The default level setting for Pinning is: “1. Allow User MITM (Pinning is not enforced if the trust anchor is a user inserted CA, default)” This means that if the certificate is added to Firefox’s list of trusted certificates you should be good to go.
Disable Pinning in Firefox version 32 and later
Disable the Pinning feature in Firefox version 32 and later. While it is enabled by default, it can be disabled. If you wish, it can also be made stricter.
To change the Pinning level:
- In the Firefox browser, enter the URL: about:config
- Scroll down to the Preference Name: security.cert_pinning.enforcement_level
- Double click the row with the value you intend to change.
- Change the Level to: 0 — Note: Changing the Level to 0 disables Pinning.
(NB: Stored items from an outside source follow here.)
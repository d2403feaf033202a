//! Client→server command messages.
//!
//! Each command wraps its payload in the wire [`Envelope`] and sends it over
//! the writer half; replies, where they exist, arrive on the read side and
//! are handled by the router.

use tracing::info;

use super::{WsWriter, send_envelope};
use crate::Result;
use crate::models::order::OrderStatus;
use crate::models::{AuthenticateData, Envelope, KitchenAckData, KitchenUpdateData, MessageType};

/// Sends the `authenticate` handshake opener carrying the session token the
/// client holds, or an empty token for open-mode servers.
///
/// # Errors
///
/// Returns a [`ComandaError`](crate::ComandaError) if sending fails.
pub async fn authenticate(write: &mut WsWriter, token: Option<&str>) -> Result<()> {
    let data = AuthenticateData {
        token: token.unwrap_or_default().to_string(),
    };
    let envelope = Envelope::command(MessageType::Authenticate, &data)?;
    send_envelope(write, &envelope).await?;
    info!("sent authenticate");

    Ok(())
}

/// Sends a `kitchen_update` status transition command for an order.
///
/// # Errors
///
/// Returns a [`ComandaError`](crate::ComandaError) if sending fails.
pub async fn send_kitchen_update(
    write: &mut WsWriter,
    order_id: &str,
    status: OrderStatus,
) -> Result<()> {
    let data = KitchenUpdateData {
        order_id: order_id.to_string(),
        status,
        time: chrono::Utc::now().to_rfc3339(),
    };
    let envelope = Envelope::command(MessageType::KitchenUpdate, &data)?;
    send_envelope(write, &envelope).await?;
    info!(order_id, status = ?status, "sent kitchen_update");

    Ok(())
}

/// Sends a `kitchen_ack` confirming an order was received by the kitchen.
///
/// Acknowledgment is at-least-once: re-sending for an already-acknowledged
/// order is harmless and expected on duplicate broadcasts.
///
/// # Errors
///
/// Returns a [`ComandaError`](crate::ComandaError) if sending fails.
pub async fn send_kitchen_ack(
    write: &mut WsWriter,
    order_id: &str,
    order_number: &str,
) -> Result<()> {
    let data = KitchenAckData {
        order_id: order_id.to_string(),
        order_number: order_number.to_string(),
    };
    let envelope = Envelope::command(MessageType::KitchenAck, &data)?;
    send_envelope(write, &envelope).await?;
    info!(order_id, order_number, "sent kitchen_ack");

    Ok(())
}
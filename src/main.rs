use std::sync::{Arc, Mutex};

use tokio::sync::{mpsc, watch};
use tracing::{info, warn};

use comanda::api::PosApi;
use comanda::config::fetch_config;
use comanda::discovery::{self, DiscoveryConfig, probe::NetProber};
use comanda::storage::StateStore;
use comanda::sync::{Notification, OrderSync};
use comanda::websocket::connection::{ConnectionManager, ConnectionState};
use comanda::websocket::router::ConnectionHealth;
use comanda::{ComandaError, credentials};

#[tokio::main]
async fn main() -> Result<(), ComandaError> {
    tracing_subscriber::fmt::init();
    credentials::populate_env_from_keychain();

    let config = fetch_config()?;
    let store = StateStore::new(&config.state_file);
    let mut state = store.load();

    // A manual address skips discovery entirely; otherwise run the chain,
    // preferring env tunnel settings over the persisted ones.
    let server = match &config.server_addr {
        Some(addr) => discovery::validate_manual_address(addr)?,
        None => {
            let prober = Arc::new(NetProber::new()?);
            let discovery_config = DiscoveryConfig {
                tunnel: config.tunnel.clone().or_else(|| {
                    state.tunnel.enabled.then(|| state.tunnel.clone())
                }),
                last_known: state.last_connection.clone(),
                ..DiscoveryConfig::default()
            };
            discovery::discover(prober, &discovery_config).await?
        }
    };
    state.remember(&server);
    if let Err(e) = store.save(&state) {
        warn!("failed to persist client state: {e}");
    }

    let api = PosApi::new(&server)?;

    let (event_tx, mut event_rx) = mpsc::unbounded_channel();
    let (state_tx, mut state_rx) = watch::channel(ConnectionState::Disconnected);
    let (cmd_tx, cmd_rx) = mpsc::unbounded_channel();
    let health = Arc::new(Mutex::new(ConnectionHealth::new()));

    let manager = ConnectionManager::new(
        server,
        config.role,
        config.auth_token.clone(),
        event_tx,
        state_tx,
        cmd_rx,
        Arc::clone(&health),
    );
    tokio::spawn(manager.run());

    let mut order_sync = OrderSync::new(config.role, cmd_tx);

    loop {
        tokio::select! {
            event = event_rx.recv() => {
                let Some(event) = event else { break };
                match order_sync.apply(event) {
                    Some(Notification::ResyncRequired) => {
                        match api.active_orders().await {
                            Ok(orders) => {
                                info!(count = orders.len(), "reloaded active orders");
                                order_sync.replace_orders(orders);
                            }
                            Err(e) => warn!("failed to reload active orders: {e}"),
                        }
                    }
                    Some(notification) => info!(?notification, "order event"),
                    None => {}
                }
            }
            changed = state_rx.changed() => {
                if changed.is_err() {
                    break;
                }
                info!(state = ?*state_rx.borrow_and_update(), "connection state");
            }
        }
    }

    Ok(())
}
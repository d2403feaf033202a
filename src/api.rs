//! REST collaborators of the sync core.
//!
//! Order creation and reference data live behind the POS server's HTTP API.
//! Sending an order is a command, not a broadcast subscription: the client
//! issues a create/update request, awaits the direct response, and only a
//! success clears the cart — the broadcast echo then flows back through the
//! WebSocket and the reconciliation engine.

use std::time::Duration;

use serde::Serialize;
use tracing::info;

use crate::Result;
use crate::discovery::ServerConnection;
use crate::models::catalog::{DiningTable, Product};
use crate::models::order::{Order, OrderItem, OrderSource, OrderStatus};
use crate::sync::cart::Cart;

/// Budget for one REST round trip.
const REQUEST_TIMEOUT: Duration = Duration::from_secs(10);

/// Body of an order create/update request.
///
/// Item change tags are `#[serde(skip)]` on [`OrderItem`], so ephemeral
/// reconciliation metadata can never leak into this request.
#[derive(Debug, Serialize)]
pub struct NewOrderRequest {
    #[serde(skip_serializing_if = "Option::is_none")]
    pub table_number: Option<String>,
    pub source: OrderSource,
    pub items: Vec<OrderItem>,
}

/// HTTP client for the POS server's REST API.
pub struct PosApi {
    client: reqwest::Client,
    base_url: String,
}

impl PosApi {
    /// Creates an API client against the discovered server.
    ///
    /// # Errors
    ///
    /// Returns [`ComandaError::Http`](crate::ComandaError::Http) if the HTTP
    /// client cannot be built.
    pub fn new(server: &ServerConnection) -> Result<Self> {
        let client = reqwest::Client::builder()
            .timeout(REQUEST_TIMEOUT)
            .build()?;
        Ok(Self {
            client,
            base_url: server.http_base(),
        })
    }

    /// Creates an order.
    ///
    /// # Errors
    ///
    /// Returns a [`ComandaError`](crate::ComandaError) if the request fails
    /// or the server answers with an error status.
    pub async fn create_order(&self, request: &NewOrderRequest) -> Result<Order> {
        let response = self
            .client
            .post(format!("{}/api/orders", self.base_url))
            .json(request)
            .send()
            .await?
            .error_for_status()?;
        let order: Order = response.json().await?;
        info!(order_id = order.id, order_number = order.order_number, "order created");
        Ok(order)
    }

    /// Updates an existing order's items.
    ///
    /// # Errors
    ///
    /// Returns a [`ComandaError`](crate::ComandaError) if the request fails.
    pub async fn update_order(&self, order_id: &str, request: &NewOrderRequest) -> Result<Order> {
        let response = self
            .client
            .put(format!("{}/api/orders/{order_id}", self.base_url))
            .json(request)
            .send()
            .await?
            .error_for_status()?;
        let order: Order = response.json().await?;
        info!(order_id = order.id, "order updated");
        Ok(order)
    }

    /// Updates an order's status.
    ///
    /// # Errors
    ///
    /// Returns a [`ComandaError`](crate::ComandaError) if the request fails.
    pub async fn update_status(&self, order_id: &str, status: OrderStatus) -> Result<()> {
        #[derive(Serialize)]
        struct StatusBody {
            status: OrderStatus,
        }
        self.client
            .patch(format!("{}/api/orders/{order_id}/status", self.base_url))
            .json(&StatusBody { status })
            .send()
            .await?
            .error_for_status()?;
        Ok(())
    }

    /// Fetches all orders awaiting action, used for the full resync after a
    /// fresh connection.
    ///
    /// # Errors
    ///
    /// Returns a [`ComandaError`](crate::ComandaError) if the request fails.
    pub async fn active_orders(&self) -> Result<Vec<Order>> {
        let response = self
            .client
            .get(format!("{}/api/orders/active", self.base_url))
            .send()
            .await?
            .error_for_status()?;
        Ok(response.json().await?)
    }

    /// Fetches the product catalog.
    ///
    /// # Errors
    ///
    /// Returns a [`ComandaError`](crate::ComandaError) if the request fails.
    pub async fn products(&self) -> Result<Vec<Product>> {
        let response = self
            .client
            .get(format!("{}/api/products", self.base_url))
            .send()
            .await?
            .error_for_status()?;
        Ok(response.json().await?)
    }

    /// Fetches the dining tables.
    ///
    /// # Errors
    ///
    /// Returns a [`ComandaError`](crate::ComandaError) if the request fails.
    pub async fn tables(&self) -> Result<Vec<DiningTable>> {
        let response = self
            .client
            .get(format!("{}/api/tables", self.base_url))
            .send()
            .await?
            .error_for_status()?;
        Ok(response.json().await?)
    }

    /// Submits the cart as a new order. The cart is cleared only when the
    /// server confirms; on any failure it is preserved so the user can
    /// retry.
    ///
    /// # Errors
    ///
    /// Returns a [`ComandaError`](crate::ComandaError) if the request fails;
    /// the cart is left untouched in that case.
    pub async fn submit_cart(
        &self,
        cart: &mut Cart,
        table_number: Option<String>,
        source: OrderSource,
    ) -> Result<Order> {
        let request = NewOrderRequest {
            table_number,
            source,
            items: cart.to_order_items(),
        };
        let order = self.create_order(&request).await?;
        cart.clear();
        Ok(order)
    }
}
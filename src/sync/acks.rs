//! Kitchen acknowledgment tracking on the sending side.
//!
//! A waiter/POS client that created an order tracks it here until the
//! kitchen's ack is confirmed. Absence of an ack within an operator-visible
//! window surfaces as a "not confirmed by kitchen" warning with a manual
//! resend action; this is a business-visible condition, not a network error.

use std::collections::HashMap;
use std::time::{Duration, Instant};

use tracing::{debug, info};

use crate::models::order::normalize_id;

/// One order sent to the kitchen and not yet confirmed.
#[derive(Debug, Clone)]
pub struct PendingAck {
    pub order_id: String,
    pub order_number: String,
    pub acknowledged: bool,
    pub sent_at: Instant,
}

/// Correlates sent orders with kitchen ack results.
#[derive(Debug, Default)]
pub struct AckTracker {
    pending: HashMap<String, PendingAck>,
}

impl AckTracker {
    pub fn new() -> Self {
        Self::default()
    }

    /// Records that an order was sent to the kitchen. Re-tracking the same
    /// order (a manual resend) resets its clock.
    pub fn track(&mut self, order_id: &str, order_number: &str) {
        let order_id = normalize_id(order_id);
        debug!(order_id, order_number, "tracking order for kitchen ack");
        self.pending.insert(
            order_id.clone(),
            PendingAck {
                order_id,
                order_number: order_number.to_string(),
                acknowledged: false,
                sent_at: Instant::now(),
            },
        );
    }

    /// Applies a `kitchen_ack_result`. A positive result clears the pending
    /// entry for that order and only that order; a negative one leaves it
    /// pending. Returns whether a pending entry was cleared. Results for
    /// unknown orders are ignored, so duplicate confirmations are harmless.
    pub fn resolve(&mut self, order_id: &str, acknowledged: bool) -> bool {
        let order_id = normalize_id(order_id);
        if !acknowledged {
            debug!(order_id, "kitchen ack result negative, keeping pending");
            return false;
        }
        match self.pending.remove(&order_id) {
            Some(_) => {
                info!(order_id, "kitchen confirmed order");
                true
            }
            None => false,
        }
    }

    /// Whether the given order still awaits confirmation.
    pub fn is_pending(&self, order_id: &str) -> bool {
        self.pending.contains_key(&normalize_id(order_id))
    }

    /// Orders sent at least `window` ago and still unconfirmed, oldest
    /// first. These get the "not confirmed by kitchen" warning.
    pub fn unconfirmed(&self, window: Duration) -> Vec<&PendingAck> {
        let now = Instant::now();
        let mut stale: Vec<&PendingAck> = self
            .pending
            .values()
            .filter(|ack| now.duration_since(ack.sent_at) >= window)
            .collect();
        stale.sort_by_key(|ack| ack.sent_at);
        stale
    }

    pub fn len(&self) -> usize {
        self.pending.len()
    }

    pub fn is_empty(&self) -> bool {
        self.pending.is_empty()
    }
}
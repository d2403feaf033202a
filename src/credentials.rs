//! Secure credential storage via the OS keychain.
//!
//! The session token used in the WebSocket authentication handshake lives
//! in the system keychain, never in the plain-text state file. At startup,
//! [`populate_env_from_keychain`] copies stored credentials into environment
//! variables so the config flow picks them up transparently.

use tracing::{debug, warn};
use zeroize::Zeroizing;

/// Keychain service name used for all stored credentials.
const SERVICE: &str = "comanda";

/// Known credential keys managed by this module.
#[derive(Clone, Copy, Debug)]
pub enum CredentialKey {
    SessionToken,
}

impl CredentialKey {
    /// Returns the keychain entry identifier.
    pub fn keyring_id(self) -> &'static str {
        match self {
            Self::SessionToken => "session_token",
        }
    }

    /// Returns the environment variable name for this credential.
    pub fn env_var(self) -> &'static str {
        match self {
            Self::SessionToken => "COMANDA_AUTH_TOKEN",
        }
    }

    /// All credential keys.
    pub const ALL: [CredentialKey; 1] = [Self::SessionToken];
}

/// Loads a credential from the keychain, returning `None` if not set.
pub fn load(key: CredentialKey) -> Option<Zeroizing<String>> {
    let entry = keyring::Entry::new(SERVICE, key.keyring_id()).ok()?;
    match entry.get_password() {
        Ok(password) => Some(Zeroizing::new(password)),
        Err(keyring::Error::NoEntry) => None,
        Err(e) => {
            warn!(key = key.keyring_id(), error = %e, "failed to read keychain entry");
            None
        }
    }
}

/// Saves a credential to the keychain.
///
/// # Errors
///
/// Returns [`ComandaError::Config`](crate::ComandaError::Config) if the
/// keychain rejects the entry.
pub fn save(key: CredentialKey, value: &str) -> crate::Result<()> {
    let entry = keyring::Entry::new(SERVICE, key.keyring_id())
        .map_err(|e| crate::ComandaError::Config(format!("keyring entry error: {e}")))?;
    entry
        .set_password(value)
        .map_err(|e| crate::ComandaError::Config(format!("failed to save to keychain: {e}")))
}

/// Checks whether a credential exists in the keychain.
pub fn is_set(key: CredentialKey) -> bool {
    load(key).is_some()
}

/// Populates environment variables from the keychain for any credentials
/// not already set in the environment.
///
/// Call this at startup before [`crate::config::fetch_config`].
pub fn populate_env_from_keychain() {
    for key in CredentialKey::ALL {
        if std::env::var(key.env_var()).is_err()
            && let Some(value) = load(key)
        {
            debug!(key = key.env_var(), "loaded credential from keychain");
            // SAFETY: single-threaded at this point (before the tokio
            // runtime starts tasks).
            unsafe {
                std::env::set_var(key.env_var(), value.as_str());
            }
        }
    }
}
Change the Level to 2 to make the feature stricter.
- Select OK.
On the FortiGate firewall
Configure FortiGate firewall policies to use SSL Certificate Inspection
When setting up an SSL/SSH inspection profile, two Inspection method options are available. You can either use ‘Full SSL Inspection’ or ‘SSL Certificate Inspection’. The ‘SSL Certificate Inspection’ method looks only at the header of the packets to make sure that there is a proper certificate included and does not actually decrypt the contents of the packets. Decrypting and re-encrypting the contents of the packets triggers an untrusted website warning from Firefox because it receives a FortiGate certificate, rather than the original. This level of inspection ensures that you are connected to the correct website, but will not inspect the content for malware or other content that you may be filtering.
Configure additional FortiGate firewall policies
Create a policy for websites in the “pinned” list and do not implement deep inspection on that traffic. This would mean using either ‘SSL Certificate Inspection’ (in FortiOS 5.2) or no SSL inspection. Depending on how seriously you wish to scan the contents of SSL traffic, you can create separate policies for websites that are affected by Pinning and use your existing policies for all other traffic. The drawback of this strategy is that there is increased administrative overhead to remain up-to-date with the changes.
The Pinning feature is something relatively new to the Internet environment, so you can expect a few growing pains initially. In fact, Google’s Chrome browser has already been doing this for Google websites for some time. The difference with the Firefox implementation is that eventually a significantly larger number of websites will be involved. Pinning is fairly straightforward, and since Fortinet has made accommodations for the possible inconveniences associated with SSL deep scanning in FortiOS 5.2, this feature can be used without any overt drawbacks.